For McLellan, the musical highlight is Bareilles’s “Soft Place to Land,” which is a trio in three-part harmony for herself and co-stars Stacey Kay (Becky) and Elysia Cruz (Dawn).

“It feels like witchcraft. It feels like this incredible female alchemy that's happening up there. The audience goes silent. You can feel them hanging on these incredibly crunchy harmonies. And the song is just about three women daring to have dreams and what that means, and all the joy that comes from dreaming through womanhood, but all the disappointments and hardships that come along with that.”

In addition to her acting work, McLellan operates a vocal studio in which she teaches the contemporary mix belt style. She learned the technique from Hamilton’s Tom Oliver and now is thrilled when a former student finds their way to the stage.

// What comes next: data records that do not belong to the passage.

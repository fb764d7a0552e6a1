//! # enroll-payments
//!
//! Xendit integration for enroll.
//!
//! ## Payment flow
//!
//! ```text
//! ┌─────────────┐     ┌──────────────────┐     ┌─────────────┐
//! │  Your Site  │────▶│  Xendit Hosted   │────▶│  Your Site  │
//! │  (lead form)│     │  Invoice Page    │     │  (e-ticket) │
//! └─────────────┘     └──────────────────┘     └─────────────┘
//!                              │
//!                              ▼ webhook (at-least-once)
//!                     ┌──────────────────┐
//!                     │  Reconciliation  │
//!                     └──────────────────┘
//! ```
//!
//! Three concerns live here:
//!
//! - **Invoices** — create a per-registrant hosted invoice with the role,
//!   organization and participant list parked in invoice metadata, so the
//!   webhook can reconstruct the full payment event later. Static per-role
//!   checkout links serve as a fallback when dynamic invoicing is not
//!   configured.
//! - **Webhook verification** — Xendit authenticates deliveries with a
//!   shared callback token header compared for equality; anything else is
//!   rejected before parsing.
//! - **Normalization** — collapse a webhook payload (flat or nested, with a
//!   JSON-string participant list) or a client confirmation body into one
//!   canonical [`PaymentEvent`](enroll_core::PaymentEvent), resolving the
//!   role by a fixed precedence: explicit metadata, then the configured
//!   price threshold, then description text, then the professional default.

mod error;
mod invoice;
mod normalize;
mod webhook;

pub use error::{PaymentError, Result};
pub use invoice::{CheckoutLinks, Invoice, InvoiceRequest, PriceTable, XenditClient, XenditConfig};
pub use normalize::{ConfirmationRequest, NormalizerConfig, normalize_confirmation, normalize_webhook, resolve_role};
pub use webhook::{CALLBACK_TOKEN_HEADER, verify_callback_token};
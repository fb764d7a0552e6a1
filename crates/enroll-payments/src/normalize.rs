//! Payment Event Normalization
//!
//! Collapses the two trigger payload shapes — provider webhook JSON and the
//! browser's confirmation body — into one canonical
//! [`PaymentEvent`](enroll_core::PaymentEvent).
//!
//! Webhook payloads are messy: fields sit at the top level or under `data`
//! depending on event type, and the participant list round-trips through
//! invoice metadata as a JSON-encoded string. Normalization tolerates all of
//! that; a malformed participant list degrades to an empty one with a
//! warning rather than failing the event.

use serde::Deserialize;
use serde_json::Value;

use enroll_core::event::{MAX_PARTICIPANTS, PaymentEvent, Role};

use crate::error::{PaymentError, Result};

/// Normalization configuration
///
/// One threshold, applied uniformly: any amount at or below it reads as a
/// student payment when no explicit role is attached.
#[derive(Clone, Debug)]
pub struct NormalizerConfig {
    /// Upper bound (minor units, inclusive) for the student-price heuristic
    pub student_price_max_minor: i64,
}

impl Default for NormalizerConfig {
    fn default() -> Self {
        Self {
            student_price_max_minor: 500,
        }
    }
}

impl NormalizerConfig {
    /// Read `PRICE_STUDENT_MAX` from the environment
    pub fn from_env() -> Self {
        let student_price_max_minor = std::env::var("PRICE_STUDENT_MAX")
            .ok()
            .and_then(|v| v.parse().ok())
            .unwrap_or(500);
        Self {
            student_price_max_minor,
        }
    }
}

/// Resolve the registrant role for a payment.
///
/// Precedence, first match wins:
/// 1. explicit `metadata.role` (set by our own invoice creation)
/// 2. amount at or below the configured student threshold
/// 3. description mentioning "student" (case-insensitive)
/// 4. professional
pub fn resolve_role(
    metadata_role: Option<&str>,
    amount_minor: Option<i64>,
    description: Option<&str>,
    config: &NormalizerConfig,
) -> Role {
    if let Some(raw) = metadata_role {
        match Role::parse(raw) {
            Ok(role) => return role,
            Err(_) => {
                tracing::warn!(role = %raw, "unparseable metadata role; falling back to heuristics");
            }
        }
    }

    if let Some(amount) = amount_minor {
        if amount <= config.student_price_max_minor {
            return Role::Student;
        }
    }

    if let Some(description) = description {
        if description.to_ascii_lowercase().contains("student") {
            return Role::Student;
        }
    }

    Role::Professional
}

/// Normalize a raw webhook body.
///
/// Returns `Ok(None)` for deliveries that carry no actionable payment — a
/// non-`PAID` status, or a paid event missing the payer email — so the
/// adapter can acknowledge them without touching the CRM. Unparseable JSON
/// is an error: the provider never sends non-JSON bodies, so that indicates
/// a broken delivery worth logging loudly.
pub fn normalize_webhook(raw: &[u8], config: &NormalizerConfig) -> Result<Option<PaymentEvent>> {
    let event: Value = serde_json::from_slice(raw)
        .map_err(|e| PaymentError::WebhookParse(format!("invalid JSON body: {}", e)))?;

    let status = pick_str(&event, "status");
    if status != Some("PAID") {
        tracing::debug!(status = ?status, "ignoring webhook with non-paid status");
        return Ok(None);
    }

    let Some(payer_email) = payer_email(&event) else {
        tracing::warn!("paid webhook event carried no payer email; skipping");
        return Ok(None);
    };

    let amount_minor = pick(&event, "amount").and_then(Value::as_i64);
    let currency = pick_str(&event, "currency").map(str::to_string);
    let description = pick_str(&event, "description");
    let metadata = pick(&event, "metadata");

    let metadata_role = metadata.and_then(|m| m.get("role")).and_then(Value::as_str);
    let role = resolve_role(metadata_role, amount_minor, description, config);

    Ok(Some(PaymentEvent {
        payer_email: payer_email.to_string(),
        role,
        amount_minor,
        currency,
        organization: metadata_str(metadata, "organization"),
        year_in_college: metadata_str(metadata, "yearInCollege"),
        participant_emails: parse_participants(metadata),
    }))
}

/// Client confirmation body, as POSTed by the browser after the user
/// self-reports completing payment
#[derive(Clone, Debug, Deserialize)]
#[serde(rename_all = "camelCase")]
pub struct ConfirmationRequest {
    #[serde(default)]
    pub email: String,

    #[serde(default)]
    pub role: String,

    #[serde(default)]
    pub organization: Option<String>,

    #[serde(default)]
    pub year_in_college: Option<String>,

    #[serde(default)]
    pub participant_emails: Vec<String>,
}

/// Normalize a client confirmation. `email` and `role` are required; the
/// participant list is native JSON and capped at [`MAX_PARTICIPANTS`].
pub fn normalize_confirmation(req: &ConfirmationRequest) -> Result<PaymentEvent> {
    if req.email.trim().is_empty() {
        return Err(PaymentError::Invalid("missing email".into()));
    }
    let role =
        Role::parse(&req.role).map_err(|_| PaymentError::Invalid("missing or unknown role".into()))?;

    let mut participant_emails = req.participant_emails.clone();
    if participant_emails.len() > MAX_PARTICIPANTS {
        tracing::warn!(
            count = participant_emails.len(),
            max = MAX_PARTICIPANTS,
            "truncating oversized participant list"
        );
        participant_emails.truncate(MAX_PARTICIPANTS);
    }

    Ok(PaymentEvent {
        payer_email: req.email.clone(),
        role,
        amount_minor: None,
        currency: None,
        organization: req.organization.clone().filter(|s| !s.trim().is_empty()),
        year_in_college: req.year_in_college.clone().filter(|s| !s.trim().is_empty()),
        participant_emails,
    })
}

/// Read `key` from the event, falling back to `data.{key}` — the provider
/// nests fields for some event types and not others.
fn pick<'a>(event: &'a Value, key: &str) -> Option<&'a Value> {
    event
        .get(key)
        .filter(|v| !v.is_null())
        .or_else(|| event.get("data").and_then(|d| d.get(key)).filter(|v| !v.is_null()))
}

fn pick_str<'a>(event: &'a Value, key: &str) -> Option<&'a str> {
    pick(event, key).and_then(Value::as_str)
}

fn payer_email(event: &Value) -> Option<&str> {
    pick_str(event, "payer_email")
        .or_else(|| pick(event, "payer").and_then(|p| p.get("email")).and_then(Value::as_str))
}

fn metadata_str(metadata: Option<&Value>, key: &str) -> Option<String> {
    metadata
        .and_then(|m| m.get(key))
        .and_then(Value::as_str)
        .map(str::trim)
        .filter(|s| !s.is_empty())
        .map(str::to_string)
}

/// Participant emails arrive JSON-encoded inside the flat metadata map when
/// sourced from a webhook. A parse failure is a warning and an empty list,
/// never a fatal error.
fn parse_participants(metadata: Option<&Value>) -> Vec<String> {
    let Some(raw) = metadata.and_then(|m| m.get("participantEmails")) else {
        return Vec::new();
    };

    match raw {
        Value::String(serialized) => match serde_json::from_str::<Vec<String>>(serialized) {
            Ok(list) => list,
            Err(e) => {
                tracing::warn!(error = %e, "malformed participantEmails metadata; treating as empty");
                Vec::new()
            }
        },
        // Tolerate a native array, in case the metadata was written unserialized
        Value::Array(list) => list
            .iter()
            .filter_map(Value::as_str)
            .map(str::to_string)
            .collect(),
        other => {
            tracing::warn!(value = %other, "unexpected participantEmails shape; treating as empty");
            Vec::new()
        }
    }
}

#[cfg(test)]
mod tests {
    use super::*;

    fn config() -> NormalizerConfig {
        NormalizerConfig::default()
    }

    #[test]
    fn test_metadata_role_wins_over_amount() {
        let role = resolve_role(Some("student"), Some(1000), None, &config());
        assert_eq!(role, Role::Student);

        let role = resolve_role(Some("professional"), Some(100), None, &config());
        assert_eq!(role, Role::Professional);
    }

    #[test]
    fn test_amount_heuristic_uses_single_threshold() {
        assert_eq!(resolve_role(None, Some(500), None, &config()), Role::Student);
        assert_eq!(resolve_role(None, Some(501), None, &config()), Role::Professional);
    }

    #[test]
    fn test_description_promotes_to_student() {
        let role = resolve_role(None, Some(1000), Some("Workshop - Student Registration"), &config());
        assert_eq!(role, Role::Student);
    }

    #[test]
    fn test_default_is_professional() {
        assert_eq!(resolve_role(None, None, None, &config()), Role::Professional);
        assert_eq!(
            resolve_role(Some("vip"), None, Some("Registration"), &config()),
            Role::Professional
        );
    }

    #[test]
    fn test_webhook_flat_shape() {
        let raw = br#"{
            "status": "PAID",
            "payer_email": "jane@x.com",
            "amount": 500,
            "currency": "PHP",
            "description": "Workshop - Student Registration"
        }"#;

        let event = normalize_webhook(raw, &config()).unwrap().unwrap();
        assert_eq!(event.payer_email, "jane@x.com");
        assert_eq!(event.role, Role::Student);
        assert_eq!(event.amount_minor, Some(500));
        assert!(event.participant_emails.is_empty());
    }

    #[test]
    fn test_webhook_nested_shape_with_metadata() {
        let raw = br#"{
            "data": {
                "status": "PAID",
                "payer": {"email": "jane@x.com"},
                "amount": 1000,
                "metadata": {
                    "role": "student",
                    "organization": "U.P. Diliman!",
                    "yearInCollege": "1st Year College",
                    "participantEmails": "[\"amy@x.com\",\"cal@x.com\"]"
                }
            }
        }"#;

        let event = normalize_webhook(raw, &config()).unwrap().unwrap();
        assert_eq!(event.role, Role::Student);
        assert_eq!(event.organization.as_deref(), Some("U.P. Diliman!"));
        assert_eq!(event.year_in_college.as_deref(), Some("1st Year College"));
        assert_eq!(event.participant_emails, vec!["amy@x.com", "cal@x.com"]);
    }

    #[test]
    fn test_non_paid_status_yields_no_event() {
        let raw = br#"{"status": "EXPIRED", "payer_email": "jane@x.com"}"#;
        assert!(normalize_webhook(raw, &config()).unwrap().is_none());

        let raw = br#"{"payer_email": "jane@x.com"}"#;
        assert!(normalize_webhook(raw, &config()).unwrap().is_none());
    }

    #[test]
    fn test_paid_without_email_yields_no_event() {
        let raw = br#"{"status": "PAID", "amount": 500}"#;
        assert!(normalize_webhook(raw, &config()).unwrap().is_none());
    }

    #[test]
    fn test_invalid_json_is_an_error() {
        assert!(normalize_webhook(b"not json", &config()).is_err());
    }

    #[test]
    fn test_malformed_participant_metadata_degrades_to_empty() {
        let raw = br#"{
            "status": "PAID",
            "payer_email": "jane@x.com",
            "metadata": {"role": "student", "participantEmails": "[not valid json"}
        }"#;

        let event = normalize_webhook(raw, &config()).unwrap().unwrap();
        assert!(event.participant_emails.is_empty());
    }

    #[test]
    fn test_native_participant_array_tolerated() {
        let raw = br#"{
            "status": "PAID",
            "payer_email": "jane@x.com",
            "metadata": {"role": "student", "participantEmails": ["amy@x.com"]}
        }"#;

        let event = normalize_webhook(raw, &config()).unwrap().unwrap();
        assert_eq!(event.participant_emails, vec!["amy@x.com"]);
    }

    #[test]
    fn test_confirmation_requires_email_and_role() {
        let mut req = ConfirmationRequest {
            email: String::new(),
            role: "student".into(),
            organization: None,
            year_in_college: None,
            participant_emails: vec![],
        };
        assert!(normalize_confirmation(&req).is_err());

        req.email = "jane@x.com".into();
        req.role = String::new();
        assert!(normalize_confirmation(&req).is_err());

        req.role = "student".into();
        let event = normalize_confirmation(&req).unwrap();
        assert_eq!(event.role, Role::Student);
    }

    #[test]
    fn test_confirmation_caps_participants() {
        let req = ConfirmationRequest {
            email: "jane@x.com".into(),
            role: "student".into(),
            organization: None,
            year_in_college: None,
            participant_emails: (0..6).map(|i| format!("p{}@x.com", i)).collect(),
        };

        let event = normalize_confirmation(&req).unwrap();
        assert_eq!(event.participant_emails.len(), MAX_PARTICIPANTS);
    }
}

“One of the greatest joys of my life is teaching other people how to find that big, bold, expressive sound in a safe way that allows you to have a 20- or 30-year career, instead of a short one.”

The role of Jenna requires a careful daily ritual.

“I always say it takes a full day to build a Jenna. I start very early in the day, and most of the hours of my day are dedicated to getting to the night show.”

She concentrates on mindfulness, breath work, eating right and working out each day to take on the physical and emotional toll of the performance. Just before she takes the stage, he meditates.

“I need to get my own nervous system in check so that I can walk out there grounded, so that I can let Jenna lead me through that journey, as opposed to taking my own stuff onto stage with me. I like to really separate those two things so that I'm me and Julia is safe in the passenger seat.”

But it’s not all seriousness. Another pre-show ritual for Kay and McLellan, who are in their mid-30s, is to “torture” Cruz, who is in her early 20s, with ’90s music.

“She hates it and just rolls her eyes,” she laughs.

Waitress will run at Theatre Aquarius from April 30 to May 17.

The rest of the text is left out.